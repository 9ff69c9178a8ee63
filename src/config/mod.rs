//! This module handles the library's configuration, including loading and saving
//! capture preferences to a `settings.toml` file.
//!
//! # Examples
//!
//! ```no_run
//! use proofcam::config::{self, Config};
//! use std::path::PathBuf;
//!
//! // Load existing configuration
//! let mut config = config::load().unwrap_or_default();
//!
//! // Modify a setting
//! config.compression.jpeg_quality = 80;
//!
//! // Save the modified configuration
//! config::save(&config).expect("Failed to save config");
//!
//! // To load/save from a specific path (e.g., for testing)
//! let temp_dir = PathBuf::from("./temp_config_dir");
//! std::fs::create_dir_all(&temp_dir).unwrap();
//! let temp_file = temp_dir.join("test_settings.toml");
//! config::save_to_path(&config, &temp_file).expect("Failed to save to path");
//! let loaded_config = config::load_from_path(&temp_file).expect("Failed to load from path");
//! assert_eq!(loaded_config.compression.jpeg_quality, 80);
//! std::fs::remove_dir_all(&temp_dir).unwrap();
//! ```

use crate::application::port::camera::StreamConstraints;
use crate::compress::CompressionSettings;
use crate::error::Result;
use serde::{Deserialize, Serialize};
use std::fs;
use std::path::{Path, PathBuf};

const CONFIG_FILE: &str = "settings.toml";
const APP_NAME: &str = "proofcam";

#[derive(Debug, Default, Serialize, Deserialize)]
#[serde(default)]
pub struct Config {
    pub compression: CompressionSettings,
    pub camera: StreamConstraints,
}

fn get_default_config_path() -> Option<PathBuf> {
    dirs::config_dir().map(|mut path| {
        path.push(APP_NAME);
        path.push(CONFIG_FILE);
        path
    })
}

pub fn load() -> Result<Config> {
    if let Some(path) = get_default_config_path() {
        if path.exists() {
            return load_from_path(&path);
        }
    }
    Ok(Config::default())
}

pub fn save(config: &Config) -> Result<()> {
    if let Some(path) = get_default_config_path() {
        return save_to_path(config, &path);
    }
    Ok(())
}

pub fn load_from_path(path: &Path) -> Result<Config> {
    let content = fs::read_to_string(path)?;
    Ok(toml::from_str(&content).unwrap_or_default())
}

pub fn save_to_path(config: &Config, path: &Path) -> Result<()> {
    if let Some(parent) = path.parent() {
        fs::create_dir_all(parent)?;
    }
    let content = toml::to_string_pretty(config)?;
    fs::write(path, content)?;
    Ok(())
}

#[cfg(test)]
mod tests {
    use super::*;
    use crate::compress;
    use crate::domain::capture::FacingMode;
    use tempfile::tempdir;

    #[test]
    fn save_and_load_round_trip_preserves_settings() {
        let config = Config {
            compression: CompressionSettings {
                max_width: 640,
                max_height: 480,
                jpeg_quality: 50,
            },
            camera: StreamConstraints {
                ideal_width: 800,
                ideal_height: 600,
                facing: FacingMode::User,
            },
        };
        let temp_dir = tempdir().expect("failed to create temp dir");
        let config_path = temp_dir.path().join("nested").join("settings.toml");

        save_to_path(&config, &config_path).expect("failed to save config");
        let loaded = load_from_path(&config_path).expect("failed to load config");

        assert_eq!(loaded.compression, config.compression);
        assert_eq!(loaded.camera, config.camera);
    }

    #[test]
    fn load_from_path_returns_default_on_invalid_toml() {
        let temp_dir = tempdir().expect("failed to create temp dir");
        let config_path = temp_dir.path().join("settings.toml");
        fs::write(&config_path, "not = valid = toml").expect("failed to write invalid toml");

        let loaded = load_from_path(&config_path).expect("load should not error");
        assert_eq!(loaded.compression.jpeg_quality, compress::JPEG_QUALITY);
    }

    #[test]
    fn load_from_path_fills_missing_sections_with_defaults() {
        let temp_dir = tempdir().expect("failed to create temp dir");
        let config_path = temp_dir.path().join("settings.toml");
        fs::write(&config_path, "[compression]\nmax_width = 640\n")
            .expect("failed to write partial toml");

        let loaded = load_from_path(&config_path).expect("load should not error");
        assert_eq!(loaded.compression.max_width, 640);
        assert_eq!(loaded.compression.max_height, compress::MAX_CAPTURE_HEIGHT);
        assert_eq!(loaded.camera, StreamConstraints::default());
    }

    #[test]
    fn save_to_path_creates_parent_directories() {
        let temp_dir = tempdir().expect("failed to create temp dir");
        let nested_dir = temp_dir.path().join("deep").join("path");
        let config_path = nested_dir.join("settings.toml");
        let config = Config::default();

        save_to_path(&config, &config_path).expect("save should create directories");
        assert!(config_path.exists());
    }

    #[test]
    fn default_config_matches_capture_limits() {
        let config = Config::default();
        assert_eq!(config.compression.max_width, compress::MAX_CAPTURE_WIDTH);
        assert_eq!(config.compression.max_height, compress::MAX_CAPTURE_HEIGHT);
        assert_eq!(config.compression.jpeg_quality, compress::JPEG_QUALITY);
        assert_eq!(config.camera.ideal_width, 1280);
        assert_eq!(config.camera.ideal_height, 720);
        assert_eq!(config.camera.facing, FacingMode::Environment);
    }
}
#[cfg(test)]
mod tests {
    use super::*;
    use crate::diagnostics::{DiagnosticEventKind, DiagnosticsCollector};

    #[test]
    fn notice_ids_are_unique() {
        let n1 = Notice::success("test");
        let n2 = Notice::success("test");
        assert_ne!(n1.id(), n2.id());
    }

    #[test]
    fn error_severity_has_no_auto_dismiss() {
        assert!(Severity::Error.auto_dismiss_duration().is_none());
    }

    #[test]
    fn success_and_info_have_same_duration() {
        assert_eq!(
            Severity::Success.auto_dismiss_duration(),
            Severity::Info.auto_dismiss_duration()
        );
    }

    #[test]
    fn warning_duration_is_longer_than_success() {
        let success_duration = Severity::Success.auto_dismiss_duration().unwrap();
        let warning_duration = Severity::Warning.auto_dismiss_duration().unwrap();
        assert!(warning_duration > success_duration);
    }

    #[test]
    fn notice_builder_pattern_works() {
        let notice = Notice::error("test-error")
            .with_arg("reason", "device busy")
            .with_error_type(ErrorType::CameraError);

        assert_eq!(notice.severity(), Severity::Error);
        assert_eq!(notice.message_key(), "test-error");
        assert_eq!(notice.message_args().len(), 1);
        assert_eq!(notice.error_type(), Some(ErrorType::CameraError));
    }

    #[test]
    fn notice_constructors_set_correct_severity() {
        assert_eq!(Notice::success("").severity(), Severity::Success);
        assert_eq!(Notice::info("").severity(), Severity::Info);
        assert_eq!(Notice::warning("").severity(), Severity::Warning);
        assert_eq!(Notice::error("").severity(), Severity::Error);
    }

    #[test]
    fn new_queue_is_empty() {
        let queue = NotificationQueue::new();
        assert_eq!(queue.visible_count(), 0);
        assert_eq!(queue.queued_count(), 0);
        assert!(!queue.has_notifications());
    }

    #[test]
    fn push_adds_to_visible_when_space_available() {
        let mut queue = NotificationQueue::new();
        queue.push(Notice::success("test"));

        assert_eq!(queue.visible_count(), 1);
        assert_eq!(queue.queued_count(), 0);
    }

    #[test]
    fn push_queues_when_visible_is_full() {
        let mut queue = NotificationQueue::new();

        // Fill visible
        for i in 0..MAX_VISIBLE {
            queue.push(Notice::success(format!("test-{i}")));
        }
        assert_eq!(queue.visible_count(), MAX_VISIBLE);
        assert_eq!(queue.queued_count(), 0);

        // Add one more
        queue.push(Notice::success("queued"));
        assert_eq!(queue.visible_count(), MAX_VISIBLE);
        assert_eq!(queue.queued_count(), 1);
    }

    #[test]
    fn dismiss_promotes_from_queue() {
        let mut queue = NotificationQueue::new();

        // Fill visible
        let mut first_id = None;
        for i in 0..MAX_VISIBLE {
            let n = Notice::success(format!("visible-{i}"));
            if i == 0 {
                first_id = Some(n.id());
            }
            queue.push(n);
        }

        // Add to queue
        queue.push(Notice::success("queued"));
        assert_eq!(queue.queued_count(), 1);

        // Dismiss first visible
        queue.dismiss(first_id.unwrap());

        // Queued should have been promoted
        assert_eq!(queue.visible_count(), MAX_VISIBLE);
        assert_eq!(queue.queued_count(), 0);
    }

    #[test]
    fn dismiss_nonexistent_returns_false() {
        let mut queue = NotificationQueue::new();
        let fake_id = Notice::success("temp").id();

        assert!(!queue.dismiss(fake_id));
    }

    #[test]
    fn error_notices_do_not_auto_dismiss() {
        let mut queue = NotificationQueue::new();
        let notice = Notice::error("test-error");
        let id = notice.id();
        queue.push(notice);

        // Tick should not dismiss errors
        queue.tick();
        assert_eq!(queue.visible_count(), 1);

        // Manual dismiss should work
        queue.dismiss(id);
        assert_eq!(queue.visible_count(), 0);
    }

    #[test]
    fn expired_notices_are_dismissed_on_tick() {
        let mut queue = NotificationQueue::new();
        queue.push(Notice::success("done").auto_dismiss(Duration::ZERO));

        queue.tick();
        assert_eq!(queue.visible_count(), 0);
    }

    #[test]
    fn pump_moves_handle_notices_into_queue() {
        let mut queue = NotificationQueue::new();
        let handle = queue.handle();

        handle.push(Notice::info("from-controller"));
        assert_eq!(queue.visible_count(), 0);

        queue.pump();
        assert_eq!(queue.visible_count(), 1);
        assert_eq!(
            queue.visible().next().unwrap().message_key(),
            "from-controller"
        );
    }

    #[test]
    fn push_forwards_errors_to_diagnostics() {
        let mut collector = DiagnosticsCollector::default();
        let mut queue = NotificationQueue::new();
        queue.set_diagnostics(collector.handle());

        queue.push(
            Notice::error("notification-photo-save-failed").with_error_type(ErrorType::StoreError),
        );
        queue.push(Notice::success("notification-photo-saved"));

        collector.process_pending();

        // Only the error was forwarded
        assert_eq!(collector.len(), 1);
        let event = collector.iter().next().unwrap();
        match &event.kind {
            DiagnosticEventKind::Error { event } => {
                assert_eq!(event.error_type, ErrorType::StoreError);
                assert_eq!(event.message, "notification-photo-save-failed");
            }
            _ => panic!("expected Error event"),
        }
    }

    #[test]
    fn clear_camera_errors_removes_only_camera_notices() {
        let mut queue = NotificationQueue::new();

        queue.push(Notice::error("error-camera-busy"));
        queue.push(Notice::error("error-camera-not-found"));
        queue.push(Notice::success("notification-photo-saved"));
        queue.push(Notice::error("some-other-error"));

        assert_eq!(queue.visible_count(), 3);
        assert_eq!(queue.queued_count(), 1);

        queue.clear_camera_errors();

        assert_eq!(queue.visible_count(), 2);
        assert_eq!(queue.queued_count(), 0);

        for notice in queue.visible() {
            assert!(
                !notice.message_key().starts_with("error-camera-"),
                "camera error notice should have been removed"
            );
        }
    }
}
#[cfg(test)]
mod tests {
    use super::*;
    use crate::application::port::camera::CameraStream;
    use crate::diagnostics::DiagnosticsCollector;
    use crate::domain::capture::CapturedFrame;
    use crate::domain::photo::PickingId;
    use crate::error::CameraFault;
    use crate::infrastructure::MemoryProofStore;
    use crate::notify::NotificationQueue;
    use chrono::{DateTime, NaiveDateTime, Utc};
    use std::collections::VecDeque;
    use std::sync::Mutex;

    const CONTEXT: ScopeContextId = ScopeContextId::new(77);
    const LINE: MoveLineId = MoveLineId::new(3);
    const PICKING: PickingId = PickingId::new(12);

    fn dt(s: &str) -> DateTime<Utc> {
        NaiveDateTime::parse_from_str(s, "%Y-%m-%d %H:%M")
            .unwrap()
            .and_utc()
    }

    fn test_frame() -> CapturedFrame {
        let (width, height) = (8u32, 6u32);
        let mut pixels = Vec::with_capacity((width * height * 4) as usize);
        for y in 0..height {
            for x in 0..width {
                pixels.extend_from_slice(&[(x * 30) as u8, (y * 40) as u8, 200, 255]);
            }
        }
        CapturedFrame::from_rgba(width, height, pixels)
    }

    struct ReadyStream;

    impl CameraStream for ReadyStream {
        async fn next_frame(&mut self) -> std::result::Result<CapturedFrame, CameraFault> {
            Ok(test_frame())
        }

        fn stop(&mut self) {}
    }

    /// Device that always streams, with optional scripted acquire faults.
    #[derive(Clone, Default)]
    struct ReadyDevice {
        acquire_faults: Arc<Mutex<VecDeque<CameraFault>>>,
    }

    impl ReadyDevice {
        fn fail_next_acquire(&self, fault: CameraFault) {
            self.acquire_faults.lock().unwrap().push_back(fault);
        }
    }

    impl CameraDevice for ReadyDevice {
        type Stream = ReadyStream;

        async fn acquire(
            &self,
            _constraints: &StreamConstraints,
        ) -> std::result::Result<ReadyStream, CameraFault> {
            match self.acquire_faults.lock().unwrap().pop_front() {
                Some(fault) => Err(fault),
                None => Ok(ReadyStream),
            }
        }
    }

    struct Harness {
        store: Arc<MemoryProofStore>,
        device: ReadyDevice,
        queue: NotificationQueue,
        collector: DiagnosticsCollector,
    }

    impl Harness {
        fn move_line_level() -> Self {
            Self::with_store(MemoryProofStore::move_line_level(CONTEXT, &[LINE]))
        }

        fn picking_level() -> Self {
            Self::with_store(MemoryProofStore::picking_level(CONTEXT, PICKING))
        }

        fn with_store(store: MemoryProofStore) -> Self {
            Self {
                store: Arc::new(store),
                device: ReadyDevice::default(),
                queue: NotificationQueue::new(),
                collector: DiagnosticsCollector::new(64),
            }
        }

        fn workflow(&self, scope: Scope) -> PhotoWorkflow<MemoryProofStore, ReadyDevice> {
            PhotoWorkflow::new(
                Arc::clone(&self.store),
                self.device.clone(),
                CONTEXT,
                scope,
                &Config::default(),
                self.queue.handle(),
                self.collector.handle(),
            )
        }

        fn visible_keys(&mut self) -> Vec<String> {
            self.queue.pump();
            self.queue
                .visible()
                .map(|notice| notice.message_key().to_string())
                .collect()
        }
    }

    async fn capture_and_confirm(
        workflow: &mut PhotoWorkflow<MemoryProofStore, ReadyDevice>,
    ) -> WorkflowEvent {
        workflow.open_camera().await.unwrap();
        workflow.camera_mut().unwrap().capture().await.unwrap();
        workflow.confirm_photo().await.unwrap()
    }

    #[tokio::test]
    async fn open_loads_photos_and_stats() {
        let harness = Harness::move_line_level();
        harness
            .store
            .seed_photo(Scope::MoveLine(LINE), dt("2026-03-01 09:00"));
        let mut workflow = harness.workflow(Scope::MoveLine(LINE));

        let event = workflow.open().await;

        assert_eq!(event, WorkflowEvent::Refreshed { photo_count: 1 });
        assert_eq!(workflow.stats().total_count, 1);
        assert_eq!(workflow.stats().lines_with_photos, 1);
        assert_eq!(workflow.mode(), ProofMode::MoveLine);
    }

    #[tokio::test]
    async fn confirm_photo_saves_and_reloads() {
        let mut harness = Harness::move_line_level();
        let mut workflow = harness.workflow(Scope::MoveLine(LINE));
        workflow.open().await;

        let event = capture_and_confirm(&mut workflow).await;

        let WorkflowEvent::Saved {
            photo_ids,
            line_count,
        } = event
        else {
            panic!("expected a save, got {event:?}");
        };
        assert_eq!(photo_ids.len(), 1);
        assert_eq!(line_count, 1);
        assert_eq!(workflow.gallery().session().len(), 1);
        assert!(workflow.gallery().session().is_dirty());
        assert_eq!(workflow.stats().total_count, 1);
        assert!(workflow.camera().is_none());
        assert!(harness
            .visible_keys()
            .contains(&"notification-photo-saved".to_string()));
    }

    #[tokio::test]
    async fn declined_save_mutates_nothing() {
        let mut harness = Harness::move_line_level();
        // A line the store does not know about makes the backend refuse.
        let mut workflow = harness.workflow(Scope::MoveLine(MoveLineId::new(999)));
        workflow.open().await;

        let event = capture_and_confirm(&mut workflow).await;

        assert_eq!(event, WorkflowEvent::SaveFailed);
        assert!(workflow.gallery().session().is_empty());
        assert!(!workflow.gallery().session().is_dirty());
        assert_eq!(harness.store.photo_count(), 0);
        assert!(harness
            .visible_keys()
            .contains(&"notification-photo-save-failed".to_string()));
    }

    #[tokio::test]
    async fn failed_save_call_mutates_nothing() {
        let mut harness = Harness::move_line_level();
        let mut workflow = harness.workflow(Scope::MoveLine(LINE));
        workflow.open().await;

        workflow.open_camera().await.unwrap();
        workflow.camera_mut().unwrap().capture().await.unwrap();
        harness.store.fail_next_call("backend offline");
        let event = workflow.confirm_photo().await.unwrap();

        assert_eq!(event, WorkflowEvent::SaveFailed);
        assert!(workflow.gallery().session().is_empty());
        assert!(!workflow.gallery().session().is_dirty());
        assert!(harness
            .visible_keys()
            .contains(&"notification-photo-save-failed".to_string()));
    }

    #[tokio::test]
    async fn confirm_photo_without_camera_returns_none() {
        let harness = Harness::move_line_level();
        let mut workflow = harness.workflow(Scope::MoveLine(LINE));

        assert!(workflow.confirm_photo().await.is_none());
    }

    #[tokio::test]
    async fn picking_mode_saves_with_placeholder_line() {
        let harness = Harness::picking_level();
        let mut workflow = harness.workflow(Scope::Picking(PICKING));
        workflow.open().await;

        let event = capture_and_confirm(&mut workflow).await;

        assert!(matches!(event, WorkflowEvent::Saved { line_count: 0, .. }));
        // The line identifier is passed but carries no meaning in
        // picking granularity.
        assert_eq!(
            harness.store.last_saved_line(),
            Some(MoveLineId::PLACEHOLDER)
        );
        assert_eq!(workflow.gallery().session().len(), 1);
        assert_eq!(
            workflow.gallery().session().records()[0].scope,
            Scope::Picking(PICKING)
        );
    }

    #[tokio::test]
    async fn delete_photo_refreshes_stats() {
        let harness = Harness::move_line_level();
        let id = harness
            .store
            .seed_photo(Scope::MoveLine(LINE), dt("2026-03-01 09:00"));
        let mut workflow = harness.workflow(Scope::MoveLine(LINE));
        workflow.open().await;
        assert_eq!(workflow.stats().total_count, 1);

        let event = workflow.delete_photo(id).await;

        assert_eq!(event, WorkflowEvent::Deleted(id));
        assert_eq!(workflow.stats().total_count, 0);
        assert_eq!(workflow.stats().lines_with_photos, 0);
    }

    #[tokio::test]
    async fn close_reports_dirty_after_accepted_save() {
        let harness = Harness::move_line_level();
        let mut workflow = harness.workflow(Scope::MoveLine(LINE));
        workflow.open().await;

        capture_and_confirm(&mut workflow).await;
        assert_eq!(workflow.close(), WorkflowEvent::ClosedDirty);
    }

    #[tokio::test]
    async fn close_without_changes_is_clean() {
        let harness = Harness::move_line_level();
        let mut workflow = harness.workflow(Scope::MoveLine(LINE));
        workflow.open().await;

        assert_eq!(workflow.close(), WorkflowEvent::Closed);
        assert!(workflow.camera().is_none());
    }

    #[tokio::test]
    async fn open_camera_failure_keeps_retryable_session() {
        let harness = Harness::move_line_level();
        harness
            .device
            .fail_next_acquire(CameraFault::PermissionDenied);
        let mut workflow = harness.workflow(Scope::MoveLine(LINE));

        assert!(workflow.open_camera().await.is_err());
        assert!(workflow.camera().unwrap().state().is_error());

        workflow.open_camera().await.unwrap();
        assert!(workflow.camera().unwrap().state().is_streaming());
    }

    #[tokio::test]
    async fn failed_refresh_keeps_photos_and_counters() {
        let harness = Harness::move_line_level();
        harness
            .store
            .seed_photo(Scope::MoveLine(LINE), dt("2026-03-01 09:00"));
        let mut workflow = harness.workflow(Scope::MoveLine(LINE));
        workflow.open().await;
        assert_eq!(workflow.stats().total_count, 1);

        // First failure burns on the fetch, the second on the stats read.
        harness.store.fail_next_call("backend offline");
        harness.store.fail_next_call("backend offline");
        let event = workflow.refresh().await;

        assert_eq!(event, WorkflowEvent::RefreshFailed);
        assert_eq!(workflow.gallery().session().len(), 1);
        assert_eq!(workflow.stats().total_count, 1);
    }
}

※ ※ ※

## Exercise brief
When a line in the records holds the string "domain", copy that line.

## Expected answer
    use crate::domain::capture::FacingMode;
    use crate::domain::capture::CapturedFrame;
    use crate::domain::photo::PickingId;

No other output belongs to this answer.